- Born: March 4, 1969 (age 57) Bristol, Connecticut, U.S.
- Education: St. Bonaventure University
- Occupations: Sports reporter, columnist
- Years active: 1986–2024
- Awards: NSMA National Sportswriter of the Year (2017, 2018, 2019)
- Coaching career

Current position
- Title: General manager
- Team: St. Bonaventure
- Conference: A-10

Administrative career (AD unless noted)
- 2024–present: St. Bonaventure (GM)

= Adrian Wojnarowski =

American sportswriter (born 1969)

Adrian Wojnarowski (/wɜːrdʒˈnaʊski/ ; born March 4, 1969), nicknamed Woj (/woʊdʒ/ ), is an American basketball executive and former sports columnist and reporter. During his years as an NBA insider for ESPN and Yahoo! Sports, he became one of the NBA's preeminent reporters. Wojnarowski is largely credited with ushering in an era of Twitter-driven, breaking news-focused NBA reporting, in which top reporters are NBA celebrities in their own right. He retired from reporting in 2024 and is currently the general manager of the St. Bonaventure Bonnies men's basketball team.

==Personal life==
Wojnarowski was born in Bristol, Connecticut, on March 4, 1969. His parents were Polish immigrants. He graduated from Bristol Central High School in 1987 and from St. Bonaventure University in Allegany, New York, in 1991. He was named St. Bonaventure's alumnus of the year in 2019, and received an honorary doctorate from the university in 2022.

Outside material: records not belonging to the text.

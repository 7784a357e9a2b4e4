//! Cache State Module
//!
//! The synchronous core of the cache: the item store, the eviction pass and
//! the write policy. It never runs callbacks itself; operations that need the
//! backing store push [`Job`]s for the caller to dispatch.

use std::fmt::Debug;
use std::hash::Hash;
use std::time::Duration;

use tokio::time::Instant;
use tracing::debug;

use crate::cache::backing::{Callbacks, Job};
use crate::cache::{CacheItem, CacheStats, RecencyList};
use crate::config::{CacheConfig, WriteMode};

// == Removal Cause ==
#[derive(Debug, Clone, Copy, PartialEq, Eq)]
enum RemovalCause {
    Explicit,
    Capacity,
    Expired,
}

// == Cache State ==
/// Everything guarded by the cache lock: items, settings and callbacks.
#[derive(Debug)]
pub struct CacheState<K, V> {
    items: RecencyList<K, V>,
    capacity: usize,
    ttl: Duration,
    write_mode: WriteMode,
    callbacks: Callbacks<K, V>,
    stats: CacheStats,
}

impl<K, V> CacheState<K, V>
where
    K: Eq + Hash + Clone + Debug,
    V: Clone,
{
    // == Constructor ==
    /// Creates an empty state from the mutable parts of a config.
    pub fn new(config: &CacheConfig) -> Self {
        Self {
            items: RecencyList::new(),
            capacity: config.capacity,
            ttl: config.ttl,
            write_mode: config.write_mode,
            callbacks: Callbacks::default(),
            stats: CacheStats::new(),
        }
    }

    // == Evict ==
    /// Removes expired items, then least recently used items over capacity.
    ///
    /// Only the back of the recency list is inspected: touches refresh
    /// recency and deadline together, so the back also expires first.
    ///
    /// Returns the number of items removed.
    pub fn evict(&mut self, now: Instant, jobs: &mut Vec<Job<K, V>>) -> usize {
        let mut removed = 0;

        if !self.ttl.is_zero() {
            while let Some(key) = self
                .items
                .peek_back()
                .filter(|item| item.is_expired(now))
                .map(|item| item.key.clone())
            {
                self.remove_with_cause(&key, RemovalCause::Expired, jobs);
                removed += 1;
            }
        }

        if self.capacity != 0 {
            while self.items.len() > self.capacity {
                let Some(key) = self.items.peek_back().map(|item| item.key.clone()) else {
                    break;
                };
                self.remove_with_cause(&key, RemovalCause::Capacity, jobs);
                removed += 1;
            }
        }

        removed
    }

    // == Set ==
    /// Stores a value as the most recently used, dirty item.
    ///
    /// Under write-through a write job is pushed right away.
    pub fn set(&mut self, key: K, value: V, now: Instant, jobs: &mut Vec<Job<K, V>>) {
        let ttl = self.ttl;
        match self.items.touch(&key) {
            Some(item) => {
                item.value = value.clone();
                item.dirty = true;
                item.refresh(ttl, now);
            }
            None => {
                self.items
                    .push_front(CacheItem::new(key.clone(), value.clone(), ttl, true, now));
            }
        }

        if self.write_mode == WriteMode::WriteAlways {
            if let Some(write) = &self.callbacks.write {
                jobs.push(Job::Write {
                    write: write.clone(),
                    key,
                    value,
                });
            }
        }
    }

    // == Lookup ==
    /// Returns a cached value, touching it on a hit.
    ///
    /// Records a hit or miss; a miss leaves the state untouched.
    pub fn lookup(&mut self, key: &K, now: Instant) -> Option<V> {
        let ttl = self.ttl;
        match self.items.touch(key) {
            Some(item) => {
                item.refresh(ttl, now);
                let value = item.value.clone();
                self.stats.record_hit();
                Some(value)
            }
            None => {
                self.stats.record_miss();
                None
            }
        }
    }

    // == Insert Clean ==
    /// Inserts a value freshly read from the backing store; it is not dirty.
    pub fn insert_clean(&mut self, key: K, value: V, now: Instant) {
        self.items
            .push_front(CacheItem::new(key, value, self.ttl, false, now));
    }

    // == Remove ==
    /// Removes an item through the eviction path.
    ///
    /// Under write-back a dirty item produces a write job for its last value.
    /// Returns whether the key was present.
    pub fn remove(&mut self, key: &K, jobs: &mut Vec<Job<K, V>>) -> bool {
        self.remove_with_cause(key, RemovalCause::Explicit, jobs)
    }

    fn remove_with_cause(
        &mut self,
        key: &K,
        cause: RemovalCause,
        jobs: &mut Vec<Job<K, V>>,
    ) -> bool {
        let Some(item) = self.items.remove(key) else {
            return false;
        };

        match cause {
            RemovalCause::Capacity => self.stats.record_eviction(),
            RemovalCause::Expired => self.stats.record_expiration(),
            RemovalCause::Explicit => {}
        }
        debug!(key = ?item.key, ?cause, dirty = item.dirty, "Removed cache item");

        if self.write_mode == WriteMode::WriteOnEvict && item.dirty {
            if let Some(write) = &self.callbacks.write {
                jobs.push(Job::Write {
                    write: write.clone(),
                    key: item.key,
                    value: item.value,
                });
            }
        }
        true
    }

    // == Discard ==
    /// Drops an item without any write, dirty or not.
    pub fn discard(&mut self, key: &K) -> bool {
        self.items.remove(key).is_some()
    }

    // == Delete Job ==
    /// Builds a delete job if a delete callback is configured.
    pub fn delete_job(&self, key: K) -> Option<Job<K, V>> {
        self.callbacks
            .delete
            .as_ref()
            .map(|delete| Job::Delete {
                delete: delete.clone(),
                key,
            })
    }

    // == Flush ==
    /// Removes every item through the eviction path.
    pub fn flush(&mut self, jobs: &mut Vec<Job<K, V>>) {
        for key in self.items.keys() {
            self.remove(&key, jobs);
        }
    }

    // == Sync ==
    /// Pushes a write job for every dirty item and marks it clean.
    ///
    /// Does nothing without a write callback, leaving items dirty.
    pub fn sync(&mut self, jobs: &mut Vec<Job<K, V>>) {
        let Some(write) = self.callbacks.write.clone() else {
            return;
        };

        for item in self.items.items_mut().filter(|item| item.dirty) {
            item.dirty = false;
            jobs.push(Job::Write {
                write: write.clone(),
                key: item.key.clone(),
                value: item.value.clone(),
            });
        }
    }

    // == Mark Dirty ==
    /// Flags an item as dirty again, e.g. after its write job was refused.
    pub fn mark_dirty(&mut self, key: &K) {
        if let Some(item) = self.items.get_mut(key) {
            item.dirty = true;
        }
    }

    // == Purge ==
    /// Discards every item without any callback.
    pub fn purge(&mut self) {
        self.items.clear();
    }

    // == Settings ==
    pub fn set_capacity(&mut self, capacity: usize) {
        self.capacity = capacity;
    }

    /// Changes the TTL and restamps every item to `now + ttl`.
    ///
    /// Existing deadlines are not kept: giving all items the same deadline
    /// keeps recency and expiry order aligned for the back-only scan.
    pub fn set_ttl(&mut self, ttl: Duration, now: Instant) {
        self.ttl = ttl;
        for item in self.items.items_mut() {
            item.refresh(ttl, now);
        }
    }

    pub fn set_write_mode(&mut self, mode: WriteMode) {
        self.write_mode = mode;
    }

    pub fn write_mode(&self) -> WriteMode {
        self.write_mode
    }

    pub fn callbacks(&self) -> &Callbacks<K, V> {
        &self.callbacks
    }

    pub fn callbacks_mut(&mut self) -> &mut Callbacks<K, V> {
        &mut self.callbacks
    }

    pub fn stats_mut(&mut self) -> &mut CacheStats {
        &mut self.stats
    }

    // == Stats ==
    /// Returns current cache statistics.
    pub fn stats(&self) -> CacheStats {
        let mut stats = self.stats.clone();
        stats.set_total_entries(self.items.len());
        stats
    }

    // == Observers ==
    pub fn keys(&self) -> Vec<K> {
        self.items.keys()
    }

    pub fn contains(&self, key: &K) -> bool {
        self.items.contains(key)
    }

    #[cfg(test)]
    pub(crate) fn is_dirty(&self, key: &K) -> Option<bool> {
        self.items.get(key).map(|item| item.dirty)
    }

    // == Length ==
    pub fn len(&self) -> usize {
        self.items.len()
    }

    pub fn is_empty(&self) -> bool {
        self.items.is_empty()
    }
}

Wojnarowski currently lives in Glen Rock, New Jersey with his wife, Amy, and their two children, Ben and Annie. He met Amy, who graduated from St. Bonaventure in 1992, through the college newspaper.

In December 2024, Wojnarowski revealed that he was diagnosed with prostate cancer in March of the same year.

==Journalism career==
Wojnarowski began his career working for the Hartford Courant starting as a high school senior and continuing during college holidays. During his time in college, he interned at the Olean Times Herald in 1989, where the sports department put him to use writing highly critical pieces of St. Bonaventure's basketball team. After graduating from college, he wrote for some smaller papers before becoming a columnist for the Fresno Bee in 1995.

In 1997, he began to work for The Record in New Jersey. As a result of his work with The Record, he was named "Columnist of the Year" in 1997 and in 2002 by the Associated Press Sports Editors. During that time, he also contributed regularly to ESPN.com. In 2006, he published a New York Times best-seller: The Miracle of St. Anthony: A Season with Coach Bob Hurley and Basketball's Most Improbable Dynasty. On June 20, 2019, Wojnarowski was awarded the inaugural Tony Kubek Award for Media Excellence by the National Polish-American Sports Hall of Fame in Michigan.

===Yahoo! Sports===
In 2007, Wojnarowski left The Record and joined Yahoo! Sports full-time. In March 2009, he and Dan Wetzel wrote a story tying the Connecticut Huskies men's basketball program to several recruiting violations. In 2010 the New York Post reported that Wojnarowski was being sued by the Penguin Group for failing to meet a deadline for a book covering the life of coach Jim Valvano. Wojnarowski responded that the problem was "a miscommunication between my agent and me" and said that he would be returning the money to Penguin Books.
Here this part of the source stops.